You know if design had anything at all to do with users, this would not be the result. But modern design has nothing at all to do with users.

It has to do with what is stylish and with what makes the internet more like cable television, and whatever the latest buzzword fad is that pleases technically-clueless executives in charge now of the direction of most everything on the web.

I really miss the wild west, individualist and exuberantly silly days of the early web where people were trying new things and even in spite of the 5MB Java downloads over dial-up. Then it was a rare arena where the corporate mindset hadnโ€™t yet infected and ruined it all.

Now, it is another vast wasteland.

0 thoughts on “Slow

  1. What websites are you trying to visit that are that jacked up? What connection did you have in 1996? You could go brew a cup of coffee, sip it leisurely and come back in the time it took to load one image, never mind one page.
    None of the websites I visit have this problem.

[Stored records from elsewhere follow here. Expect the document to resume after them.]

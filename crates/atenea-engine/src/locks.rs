// SPDX-FileCopyrightText: 2026 Atenea Contributors
// SPDX-License-Identifier: MIT OR Apache-2.0

//! Keyed async locks serializing transitions on one room or agent.
//!
//! Entries are created on first use and removed when the last holder or
//! waiter releases them, so the map only grows with concurrent activity.

use std::sync::Arc;
use std::time::Duration;

use dashmap::DashMap;
use tokio::sync::{Mutex, OwnedMutexGuard};

type LockMap = DashMap<String, Arc<Mutex<()>>>;

/// A set of named mutexes.
#[derive(Clone, Default)]
pub struct RoomLocks {
    inner: Arc<LockMap>,
}

impl RoomLocks {
    pub fn new() -> Self {
        Self::default()
    }

    /// Waits for exclusive ownership of `key`.
    pub async fn lock(&self, key: &str) -> RoomGuard {
        let mutex = self
            .inner
            .entry(key.to_string())
            .or_insert_with(|| Arc::new(Mutex::new(())))
            .clone();
        let guard = mutex.lock_owned().await;
        RoomGuard {
            key: key.to_string(),
            guard: Some(guard),
            map: Arc::clone(&self.inner),
        }
    }

    /// Keys currently held or awaited.
    pub fn active(&self) -> usize {
        self.inner.len()
    }

    /// Waits until no key is held, up to `timeout`. Returns `false` on timeout.
    pub async fn wait_idle(&self, timeout: Duration) -> bool {
        let poll = async {
            while self.active() > 0 {
                tokio::time::sleep(Duration::from_millis(20)).await;
            }
        };
        tokio::time::timeout(timeout, poll).await.is_ok()
    }
}

/// Ownership of one key. Releasing the last reference drops the entry.
pub struct RoomGuard {
    key: String,
    guard: Option<OwnedMutexGuard<()>>,
    map: Arc<LockMap>,
}

impl RoomGuard {
    pub fn key(&self) -> &str {
        &self.key
    }
}

impl Drop for RoomGuard {
    fn drop(&mut self) {
        self.guard.take();
        self.map
            .remove_if(&self.key, |_, mutex| Arc::strong_count(mutex) == 1);
    }
}

#[cfg(test)]
mod tests {
    use super::*;
    use std::sync::atomic::{AtomicUsize, Ordering};

    #[tokio::test]
    async fn same_key_is_serialized() {
        let locks = RoomLocks::new();
        let inside = Arc::new(AtomicUsize::new(0));
        let peak = Arc::new(AtomicUsize::new(0));

        let mut tasks = Vec::new();
        for _ in 0..8 {
            let locks = locks.clone();
            let inside = Arc::clone(&inside);
            let peak = Arc::clone(&peak);
            tasks.push(tokio::spawn(async move {
                let _guard = locks.lock("whatsapp:c1").await;
                let now = inside.fetch_add(1, Ordering::SeqCst) + 1;
                peak.fetch_max(now, Ordering::SeqCst);
                tokio::time::sleep(Duration::from_millis(5)).await;
                inside.fetch_sub(1, Ordering::SeqCst);
            }));
        }
        for task in tasks {
            task.await.unwrap();
        }
        assert_eq!(peak.load(Ordering::SeqCst), 1);
        assert_eq!(locks.active(), 0);
    }

    #[tokio::test]
    async fn different_keys_do_not_block() {
        let locks = RoomLocks::new();
        let _a = locks.lock("whatsapp:c1").await;
        let b = tokio::time::timeout(Duration::from_millis(100), locks.lock("telegram:c1")).await;
        assert!(b.is_ok());
        assert_eq!(locks.active(), 2);
    }

    #[tokio::test]
    async fn wait_idle_reports_held_keys() {
        let locks = RoomLocks::new();
        let guard = locks.lock("sms:c9").await;
        assert!(!locks.wait_idle(Duration::from_millis(50)).await);
        drop(guard);
        assert!(locks.wait_idle(Duration::from_millis(50)).await);
    }
}
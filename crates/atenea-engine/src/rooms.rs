// SPDX-FileCopyrightText: 2026 Atenea Contributors
// SPDX-License-Identifier: MIT OR Apache-2.0

//! Channel room lifecycle: one active room per (channel, citizen).
//!
//! `pending -> priority -> completed`, with completed terminal. Completing
//! a room force-closes any attention still open in it.

use atenea_core::AteneaError;
use atenea_core::models::{
    AttentionSummary, AuditMeta, Citizen, CompletedRoom, LastMessage, NewRoom, Room, RoomFilter,
    RoomSummary, SYSTEM_ACTOR,
};
use atenea_core::types::RoomStatus;
use tracing::{debug, info, warn};

use crate::locks::RoomGuard;
use crate::{ContactCenter, new_id, require_non_empty};

/// Close reason stamped on attentions force-closed by a room completion.
pub const ROOM_COMPLETED: &str = "room_completed";

/// Lock key shared by every transition of the conversation between a
/// citizen and one channel.
pub fn room_key(channel: &str, citizen_id: &str) -> String {
    format!("{channel}:{citizen_id}")
}

impl ContactCenter {
    /// Returns the citizen's active room on `channel`, creating a pending,
    /// bot-served one when none exists.
    pub async fn resolve_room(
        &self,
        channel: &str,
        external_room_id: &str,
        citizen: &Citizen,
    ) -> Result<Room, AteneaError> {
        let _guard = self.room_locks.lock(&room_key(channel, &citizen.id)).await;
        self.resolve_room_locked(channel, external_room_id, citizen).await
    }

    pub(crate) async fn resolve_room_locked(
        &self,
        channel: &str,
        external_room_id: &str,
        citizen: &Citizen,
    ) -> Result<Room, AteneaError> {
        require_non_empty("external_room_id", external_room_id)?;
        let room = self
            .storage
            .find_or_create_room(&NewRoom {
                id: new_id(),
                channel: channel.to_string(),
                external_room_id: external_room_id.to_string(),
                citizen_id: citizen.id.clone(),
                audit: AuditMeta::created(SYSTEM_ACTOR, self.now()),
            })
            .await?;
        debug!(room_id = %room.id, channel, citizen_id = %citizen.id, "room resolved");
        Ok(room)
    }

    pub async fn get_room(&self, id: &str) -> Result<Room, AteneaError> {
        self.require_room(id).await
    }

    /// Loads a room, takes its lock and re-reads it under the lock.
    pub(crate) async fn lock_room(&self, id: &str) -> Result<(RoomGuard, Room), AteneaError> {
        let room = self.require_room(id).await?;
        let guard = self
            .room_locks
            .lock(&room_key(&room.channel, &room.citizen_id))
            .await;
        let room = self.require_room(id).await?;
        Ok((guard, room))
    }

    /// Agent-workspace summaries of the rooms matching `filter`.
    pub async fn list_rooms(&self, filter: &RoomFilter) -> Result<Vec<RoomSummary>, AteneaError> {
        let rooms = self.storage.list_rooms(filter).await?;
        let mut summaries = Vec::with_capacity(rooms.len());
        for room in rooms {
            summaries.push(self.summarize(room).await?);
        }
        Ok(summaries)
    }

    pub async fn room_summary(&self, id: &str) -> Result<RoomSummary, AteneaError> {
        let room = self.require_room(id).await?;
        self.summarize(room).await
    }

    async fn summarize(&self, room: Room) -> Result<RoomSummary, AteneaError> {
        let attention = match self.storage.open_attention(&room.id).await? {
            Some(open) => Some(open),
            None => self.storage.latest_attention(&room.id).await?,
        };
        let last_message = self.storage.last_message(&room.id).await?;
        let unread_count = self.storage.unread_count(&room.id).await?;
        Ok(RoomSummary {
            room_id: room.id,
            attention: attention.map(|a| AttentionSummary {
                id: a.id,
                end_date: a.end_date,
                consult_type_id: a.consult_type_id,
                detail: a.attention_detail,
            }),
            external_room_id: room.external_room_id,
            channel: room.channel,
            last_message: last_message.map(|m| LastMessage {
                has_attachments: !m.attachments.is_empty(),
                id: m.id,
                body: m.content,
                sender_type: m.sender_type,
                status: m.status,
                timestamp: m.timestamp,
            }),
            status: room.status,
            user_id: room.user_id,
            unread_count,
            bot_replies: room.bot_replies,
        })
    }

    /// Moves a pending room to priority.
    pub async fn mark_priority(&self, room_id: &str, actor: &str) -> Result<Room, AteneaError> {
        require_non_empty("actor", actor)?;
        let (_guard, room) = self.lock_room(room_id).await?;
        self.mark_priority_locked(&room, actor).await
    }

    pub(crate) async fn mark_priority_locked(
        &self,
        room: &Room,
        actor: &str,
    ) -> Result<Room, AteneaError> {
        if !room.status.can_transition_to(RoomStatus::Priority) {
            return Err(AteneaError::invalid_transition(
                "room",
                &room.id,
                format!("cannot move from {} to priority", room.status),
            ));
        }
        let moved = self
            .storage
            .update_room_status(&room.id, room.status, RoomStatus::Priority, actor, self.now())
            .await?;
        if !moved {
            return Err(AteneaError::invalid_transition(
                "room",
                &room.id,
                "room status changed concurrently",
            ));
        }
        info!(room_id = %room.id, actor, "room marked priority");
        self.require_room(&room.id).await
    }

    /// Completes a room. Open attentions are force-closed first.
    pub async fn mark_completed(
        &self,
        room_id: &str,
        actor: &str,
    ) -> Result<CompletedRoom, AteneaError> {
        require_non_empty("actor", actor)?;
        let (_guard, room) = self.lock_room(room_id).await?;
        self.complete_locked(&room, actor).await
    }

    pub(crate) async fn complete_locked(
        &self,
        room: &Room,
        actor: &str,
    ) -> Result<CompletedRoom, AteneaError> {
        if !room.status.can_transition_to(RoomStatus::Completed) {
            return Err(AteneaError::invalid_transition(
                "room",
                &room.id,
                "room is already completed",
            ));
        }
        let completed = self
            .storage
            .complete_room(&room.id, room.status, ROOM_COMPLETED, actor, self.now())
            .await?
            .ok_or_else(|| {
                AteneaError::invalid_transition("room", &room.id, "room status changed concurrently")
            })?;
        for attention_id in &completed.force_closed {
            warn!(
                room_id = %room.id,
                attention_id = %attention_id,
                "open attention force-closed on room completion"
            );
        }
        info!(room_id = %room.id, actor, "room completed");
        Ok(completed)
    }
}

All of the problems I have are with my stupid wifi adapter not picking up the faster network and dropping the signal and my browser eating all of the memory and crashing Shockwave. That’s not website design though.

    I’ll agree that the website layouts are fug and stupid but that has nothing to do with download speed.

    • I was exaggerating a bit, but NBCnews.com, Google Maps, CNN.com and Wunderground are particularly slow. I used Wunderground during the 90s on dial-up and it loads more slowly now over a gigabit connection than it did during the 90s over 33.6k dial-up.

      Pretty sad state of affairs.

    • A picture is worth a thousand words, and of course a video is worth a thousand pictures. The question for me is, does the text content say anything substantial on its own? If so, I can take or leave the picture. The only appropriate place for a multi-megapixel picture is a page intended to showcase art or photography. For illustrations or diagrams in support of text content, I’ve taken a liking to SVG, even though there’s some older-browser discrimination there, partly because it’s almost always smaller than the equivalent raster, and partly because SVG easily embeds into HTML, sparing us the File|Save As issues with file pointers and the like.

      • Strange to praise IE6, but I miss IE6’s offline mode where you could browse cached webpages with no internet connection.

        That’s not really possible now for a variety of reasons, not without using complex and privacy-invading 3rd-party tools.

        In many ways, I’d prefer just plain HTML for 99% of things. No JS, no frameworks, no extreme slowness.

        Data shows that my perception is not just subjective — the web is actually getting slower.